Several changes made to the remake were criticized, including the removal of Pleakley's drag disguise, Gantu's absence, the characterization of Jumba, and the decision to have Nani surrender her guardianship of Lilo.

Brandon Yu of The New York Times gave the film a positive review and said, "It's a moderately fun, mostly serviceable and often adorable revamp." Nell Minow of RogerEbert.com gave the film three stars out of four and said, "Children new to the story will enjoy some gross-out humor, slapstick naughtiness, and the reassuring theme that families of all kinds, including those we choose, can be devoted to the idea of ohana."

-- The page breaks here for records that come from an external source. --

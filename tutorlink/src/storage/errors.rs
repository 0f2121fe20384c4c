//! Error types for storage operations

use thiserror::Error;

/// Error type for the user and relationship repositories
#[derive(Debug, Error)]
pub enum StorageError {
    #[error("Configuration error: {0}")]
    Configuration(String),

    /// The backend could not be reached or opened
    #[error("Connection error: {0}")]
    Connection(String),

    #[error("Query error: {0}")]
    Query(String),

    #[error("Internal error: {0}")]
    Internal(String),

    /// Stored data violates a model invariant
    #[error("Validation error: {0}")]
    Validation(String),

    /// The record to update no longer exists
    #[error("Not found: {0}")]
    NotFound(String),

    /// A user, subject or relationship with the same key exists
    #[error("Already exists: {0}")]
    AlreadyExists(String),

    #[error("Serialization error: {0}")]
    Serialization(String),

    /// Storage engine not compiled into this build
    #[error("Unsupported storage type: {0}")]
    UnsupportedStorageType(String),
}

pub type StorageResult<T> = Result<T, StorageError>;

impl StorageError {
    pub fn is_not_found(&self) -> bool {
        matches!(self, StorageError::NotFound(_))
    }
}

impl From<serde_json::Error> for StorageError {
    fn from(err: serde_json::Error) -> Self {
        StorageError::Serialization(err.to_string())
    }
}

impl From<std::io::Error> for StorageError {
    fn from(err: std::io::Error) -> Self {
        StorageError::Connection(err.to_string())
    }
}

/// A record that vanished between lookup and write surfaces as `NotFound`;
/// every other storage failure becomes `Storage`.
impl From<StorageError> for crate::TutorlinkError {
    fn from(err: StorageError) -> Self {
        match err {
            StorageError::NotFound(what) => crate::TutorlinkError::NotFound(what),
            other => crate::TutorlinkError::Storage(other.to_string()),
        }
    }
}

#[cfg(test)]
mod tests {
    use super::*;
    use crate::TutorlinkError;

    #[test]
    fn test_conversion_to_engine_error() {
        let missing: TutorlinkError = StorageError::NotFound("relationship x".to_string()).into();
        assert!(matches!(missing, TutorlinkError::NotFound(what) if what == "relationship x"));

        let broken: TutorlinkError = StorageError::Query("syntax".to_string()).into();
        assert_eq!(broken.to_string(), "Storage error: Query error: syntax");
    }
}
//! Capacity decisions and per-provider mutual exclusion

use crate::models::UserId;
use crate::storage::{RelationshipStore, StorageError};
use std::collections::HashMap;
use std::sync::{Arc, Mutex, MutexGuard};
use tokio::sync::OwnedMutexGuard;

type LockTable = HashMap<UserId, Arc<tokio::sync::Mutex<()>>>;

/// Hands out one async lock per provider.
///
/// Holding a [`ProviderLock`] serializes every relationship mutation of that
/// provider in this process. Entries nobody holds or waits on are pruned on
/// the next call to [`CapacityGuard::lock`].
#[derive(Debug, Default)]
pub struct CapacityGuard {
    locks: Mutex<LockTable>,
}

/// Proof that the caller holds a provider's lock. Released on drop.
#[derive(Debug)]
pub struct ProviderLock {
    provider_id: UserId,
    _guard: OwnedMutexGuard<()>,
}

impl ProviderLock {
    pub fn provider_id(&self) -> &UserId {
        &self.provider_id
    }
}

impl CapacityGuard {
    pub fn new() -> Self {
        Self::default()
    }

    /// Wait for exclusive access to `provider_id`
    pub async fn lock(&self, provider_id: &UserId) -> ProviderLock {
        let mutex = {
            let mut table = self.table();
            // Only the table holds idle entries
            table.retain(|id, entry| id == provider_id || Arc::strong_count(entry) > 1);
            Arc::clone(table.entry(provider_id.clone()).or_default())
        };

        let guard = mutex.lock_owned().await;
        tracing::trace!(provider_id = %provider_id, "Provider lock acquired");

        ProviderLock {
            provider_id: provider_id.clone(),
            _guard: guard,
        }
    }

    /// Number of providers with a live lock entry
    pub fn tracked_providers(&self) -> usize {
        self.table().len()
    }

    /// Whether a provider holding `accepted` relationships can take one more
    pub fn has_room(accepted: usize, limit: u32) -> bool {
        (accepted as u64) < u64::from(limit)
    }

    /// Decide from the store whether the locked provider can accept one more
    /// relationship under `limit`
    pub async fn can_accept<S>(
        store: &S,
        lock: &ProviderLock,
        limit: u32,
    ) -> Result<bool, StorageError>
    where
        S: RelationshipStore + ?Sized,
    {
        let accepted = store.count_accepted(lock.provider_id()).await?;
        let room = Self::has_room(accepted, limit);
        tracing::debug!(
            provider_id = %lock.provider_id(),
            accepted,
            limit,
            room,
            "Capacity checked"
        );
        Ok(room)
    }

    fn table(&self) -> MutexGuard<'_, LockTable> {
        self.locks
            .lock()
            .unwrap_or_else(|poisoned| poisoned.into_inner())
    }
}
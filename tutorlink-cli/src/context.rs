use std::path::PathBuf;
use tutorlink::config::{ConfigBuilder, ConfigLoader};
use tutorlink::prelude::*;

/// Where the CLI reads its configuration and keeps its data
#[derive(Debug, Clone, Default)]
pub struct ContextOptions {
    pub data_dir: Option<String>,
    pub config_file: Option<PathBuf>,
    pub memory: bool,
}

pub struct TutorlinkCliContext {
    pub engine: Tutorlink,
}

impl TutorlinkCliContext {
    pub async fn new(options: ContextOptions) -> tutorlink::Result<Self> {
        let mut loader = ConfigLoader::new();
        match &options.config_file {
            Some(path) => {
                loader.load_file(path)?;
            }
            None => {
                loader.load_default_files();
            }
        }
        loader.load_env();

        let mut builder = ConfigBuilder::from_config(loader.extract()?);
        if options.memory {
            builder = builder.with_memory_storage();
        } else {
            if let Some(dir) = options.data_dir {
                builder = builder.with_data_dir(dir);
            }
            builder = builder.with_default_storage();
        }

        let engine = Tutorlink::new(builder.build()?).await?;
        Ok(Self { engine })
    }

    pub fn from_engine(engine: Tutorlink) -> Self {
        Self { engine }
    }

    pub fn service(&self) -> &RelationshipService {
        self.engine.service()
    }

    pub fn store(&self) -> &std::sync::Arc<dyn PairingStore> {
        self.engine.store()
    }
}
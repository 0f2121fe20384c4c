//! Diagnostics and maintenance handlers

use crate::args::ClearArgs;
use crate::context::TutorlinkCliContext;
use crate::output::*;
use serde::Serialize;
use std::io::BufRead;

#[derive(Debug, Serialize)]
struct Diagnosis {
    version: &'static str,
    storage_healthy: bool,
    storage_error: Option<String>,
    engine: &'static str,
    sweeper_enabled: bool,
    notifiers: Vec<String>,
    metadata: Option<serde_json::Value>,
}

pub async fn handle_diagnose(ctx: &TutorlinkCliContext, output_format: &str) -> tutorlink::Result<()> {
    let (storage_healthy, storage_error) = match ctx.store().health_check().await {
        Ok(healthy) => (healthy, None),
        Err(e) => (false, Some(e.to_string())),
    };
    let config = ctx.engine.config();

    let diagnosis = Diagnosis {
        version: tutorlink::VERSION,
        storage_healthy,
        storage_error,
        engine: config.storage.surrealdb.engine.as_str(),
        sweeper_enabled: config.sweeper.enabled,
        notifiers: ctx.engine.dispatcher().list_notifiers().await,
        metadata: ctx.store().get_metadata().await.ok(),
    };

    if output_format == "json" {
        print_json(&diagnosis);
        return Ok(());
    }

    match (&diagnosis.storage_error, diagnosis.storage_healthy) {
        (Some(e), _) => println!("{}", format_error(&format!("Storage: Error - {}", e))),
        (None, true) => println!(
            "{}",
            format_success(&format!("Storage: Healthy ({})", diagnosis.engine))
        ),
        (None, false) => println!("{}", format_error("Storage: Unhealthy")),
    }

    if diagnosis.sweeper_enabled {
        println!(
            "{}",
            format_success(&format!(
                "Expiry sweeper: every {:?}, TTL {:?}",
                config.sweeper.interval, config.sweeper.ttl
            ))
        );
    } else {
        println!("{}", format_warning("Expiry sweeper: disabled"));
    }

    if diagnosis.notifiers.is_empty() {
        println!("{}", format_warning("Notifiers: none registered"));
    } else {
        println!(
            "{}",
            format_info(&format!("Notifiers: {}", diagnosis.notifiers.join(", ")))
        );
    }

    if let Some(metadata) = &diagnosis.metadata {
        println!("Storage metadata: {}", metadata);
    }
    Ok(())
}

pub async fn handle_clear(
    args: ClearArgs,
    ctx: &TutorlinkCliContext,
    output_format: &str,
) -> tutorlink::Result<()> {
    if !args.yes {
        println!("Are you sure you want to clear all data? This cannot be undone.");
        println!("Type 'yes' to confirm:");

        let mut input = String::new();
        std::io::stdin()
            .lock()
            .read_line(&mut input)
            .map_err(|e| tutorlink::TutorlinkError::Other(format!("Failed to read input: {}", e)))?;
        if input.trim() != "yes" {
            println!("{}", format_info("Clear cancelled."));
            return Ok(());
        }
    }

    ctx.store().clear().await?;

    if output_format == "json" {
        print_json(&serde_json::json!({ "cleared": true }));
    } else {
        println!("{}", format_success("All data cleared."));
    }
    Ok(())
}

Helen O'Hara of Empire gave the film three stars out of five and said, "Fleischer Camp brings a light touch and a good human cast to this reverently faithful effort, but it's never as clear and bright as its source material." Eric Goldman of IGN gave the film a score of 8 out of 10 and said, "Ohana means family, and family means one of the better Disney live-action remakes."

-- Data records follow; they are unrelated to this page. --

//! Webhook delivery of relationship notifications
//!
//! [`WebhookNotifier`] POSTs every notification as JSON to a configured URL,
//! retrying failed requests with exponential backoff.

use super::traits::{Notifier, NotifyError};
use super::types::Notification;
use async_trait::async_trait;
use chrono::Utc;
use serde::{Deserialize, Serialize};
use std::collections::HashMap;
use std::time::Duration;
use tracing::{debug, warn};

/// Retry policy for webhook requests
#[derive(Debug, Clone, PartialEq, Serialize, Deserialize)]
#[serde(default)]
pub struct RetryPolicy {
    /// Maximum number of retry attempts
    pub max_retries: u32,
    /// Initial backoff duration in milliseconds
    pub initial_backoff_ms: u64,
    /// Multiplier for exponential backoff
    pub backoff_multiplier: f32,
    /// Maximum backoff duration in milliseconds
    pub max_backoff_ms: u64,
}

impl Default for RetryPolicy {
    fn default() -> Self {
        Self {
            max_retries: 3,
            initial_backoff_ms: 100,
            backoff_multiplier: 2.0,
            max_backoff_ms: 10000,
        }
    }
}

impl RetryPolicy {
    /// A policy that sends each notification exactly once
    pub fn none() -> Self {
        Self {
            max_retries: 0,
            ..Self::default()
        }
    }

    /// Backoff before retry number `attempt + 1`
    pub fn backoff_duration(&self, attempt: u32) -> Duration {
        let backoff_ms =
            (self.initial_backoff_ms as f32 * self.backoff_multiplier.powi(attempt as i32)) as u64;
        Duration::from_millis(backoff_ms.min(self.max_backoff_ms))
    }

    /// Sum of all backoffs when every attempt fails
    pub fn total_backoff(&self) -> Duration {
        (0..self.max_retries).map(|a| self.backoff_duration(a)).sum()
    }
}

/// Notifier that POSTs notifications to a remote endpoint
///
/// # Example
///
/// ```no_run
/// use tutorlink::notifications::WebhookNotifier;
///
/// let notifier = WebhookNotifier::new("http://app-server:8000/api/relationship-events")
///     .with_header("Authorization", "Bearer token123");
/// ```
#[derive(Debug, Clone)]
pub struct WebhookNotifier {
    pub url: String,
    pub headers: HashMap<String, String>,
    /// Timeout of one HTTP request
    pub timeout: Duration,
    pub retry_policy: RetryPolicy,
}

impl WebhookNotifier {
    pub fn new(url: impl Into<String>) -> Self {
        Self {
            url: url.into(),
            headers: HashMap::new(),
            timeout: Duration::from_secs(10),
            retry_policy: RetryPolicy::default(),
        }
    }

    /// Build a notifier from the webhook section of the configuration
    pub fn from_config(config: &crate::config::WebhookConfig) -> Self {
        Self::new(config.url.clone())
            .with_timeout(config.timeout)
            .with_retry_policy(config.retry.clone())
    }

    pub fn with_header(mut self, key: impl Into<String>, value: impl Into<String>) -> Self {
        self.headers.insert(key.into(), value.into());
        self
    }

    pub fn with_timeout(mut self, timeout: Duration) -> Self {
        self.timeout = timeout;
        self
    }

    pub fn with_retry_policy(mut self, policy: RetryPolicy) -> Self {
        self.retry_policy = policy;
        self
    }

    /// Request body for a notification
    pub fn payload(notification: &Notification) -> Result<serde_json::Value, NotifyError> {
        Ok(serde_json::json!({
            "event": notification.kind.event_name(),
            "timestamp": Utc::now().to_rfc3339(),
            "data": serde_json::to_value(notification)?,
        }))
    }

    async fn send_with_retry(
        &self,
        event: &str,
        payload: &serde_json::Value,
    ) -> Result<(), NotifyError> {
        let client = reqwest::Client::builder()
            .timeout(self.timeout)
            .build()
            .map_err(|e| NotifyError::Delivery(format!("Failed to create HTTP client: {}", e)))?;

        let attempts = self.retry_policy.max_retries + 1;
        let mut last_error = String::from("no attempt made");

        for attempt in 0..attempts {
            match self.send_request(&client, event, payload).await {
                Ok(()) => {
                    debug!(event, url = %self.url, attempts = attempt + 1, "Webhook delivered");
                    return Ok(());
                }
                Err(e) => {
                    if attempt + 1 < attempts {
                        let backoff = self.retry_policy.backoff_duration(attempt);
                        warn!(
                            event,
                            attempt = attempt + 1,
                            max_attempts = attempts,
                            ?backoff,
                            error = %e,
                            "Webhook request failed, retrying"
                        );
                        tokio::time::sleep(backoff).await;
                    }
                    last_error = e;
                }
            }
        }

        Err(NotifyError::Delivery(format!(
            "{} failed after {} attempts: {}",
            self.url, attempts, last_error
        )))
    }

    async fn send_request(
        &self,
        client: &reqwest::Client,
        event: &str,
        payload: &serde_json::Value,
    ) -> Result<(), String> {
        let mut request = client.post(&self.url).json(payload);
        for (key, value) in &self.headers {
            request = request.header(key, value);
        }
        request = request
            .header("X-Webhook-Event", event)
            .header("User-Agent", concat!("Tutorlink-Webhook/", env!("CARGO_PKG_VERSION")));

        let response = request
            .send()
            .await
            .map_err(|e| format!("HTTP request failed: {}", e))?;

        let status = response.status();
        if status.is_success() {
            Ok(())
        } else {
            Err(format!(
                "HTTP error: {} {}",
                status.as_u16(),
                status.canonical_reason().unwrap_or("Unknown")
            ))
        }
    }
}

#[async_trait]
impl Notifier for WebhookNotifier {
    async fn deliver(&self, notification: &Notification) -> Result<(), NotifyError> {
        let payload = Self::payload(notification)?;
        self.send_with_retry(notification.kind.event_name(), &payload)
            .await
    }

    /// Covers every attempt plus the backoffs between them
    fn timeout_ms(&self) -> u64 {
        let attempts = self.retry_policy.max_retries + 1;
        let budget = self.timeout * attempts + self.retry_policy.total_backoff();
        budget.as_millis() as u64
    }

    fn name(&self) -> &str {
        "webhook"
    }
}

Jesse Hassenger of The Guardian gave the film one star out of five and saying, "director Dean Fleischer Camp (Marcel the Shell with Shoes) doesn't give either the poor humans or special-effects characters any kind of visible technical support in their impossible task." Bilge Ebiri of the Vulture gave the film a negative review, saying, "It reminds us that Lilo & Stitchs form and its essence were one and the same. This remake doesn't feel like its own movie, but rather a doomed attempt to reengineer a miracle."

===Accolades===
The film was nominated in the category of Outstanding Character in a Photoreal Feature for the character of "Stitch" at the 24th Visual Effects Society Awards. It was also nominated for Best Movie for Children at the 2026 Movieguide Awards. Lilo & Stitch also received a nomination for Best Children's & Family Film at the 79th British Academy Film Awards. At the 53rd Saturn Awards, Lilo & Stitich was nominated for Best Fantasy Film and Kealoha received a nomination for Best Younger Performer in a Film.

==Sequel==
In an interview ahead of the film's release, director Fleischer Camp and producer Eirich said they were focused on the release of the current film and had not discussed concrete plans for a sequel. Fleischer Camp echoed Eirich's sentiment that any future direction would depend on audience reception, noting the franchise's expansive world as a source of potential inspiration, with Eirich pointing out Easter eggs in the film referencing Angel, Reuben and 627 (whom he erroneously referred to as Leroy). In June 2025, Fleischer Camp said he would do a sequel if it was the right idea, not just because there is a new market demand for it, but he also would be open to doing an animated spin-off as an episodic or limited series. Later that month on June 26 (known as "626 Day" or "Stitch Day"), it was announced that a sequel was in development. Sanders was set to join as a screenwriter, making it his first involvement in the franchise since the original film beyond providing the voice of Stitch. Eirich would also return as producer for the sequel. The film, Lilo & Stitch 2, is scheduled for release on May 26, 2028. In June 2026, it was announced that Sanders would also be directing the sequel film.

At the Disney Entertainment Showcase during D23: The Ultimate Disney Fan Event 2026, it was revealed that Angel will be appearing in the film.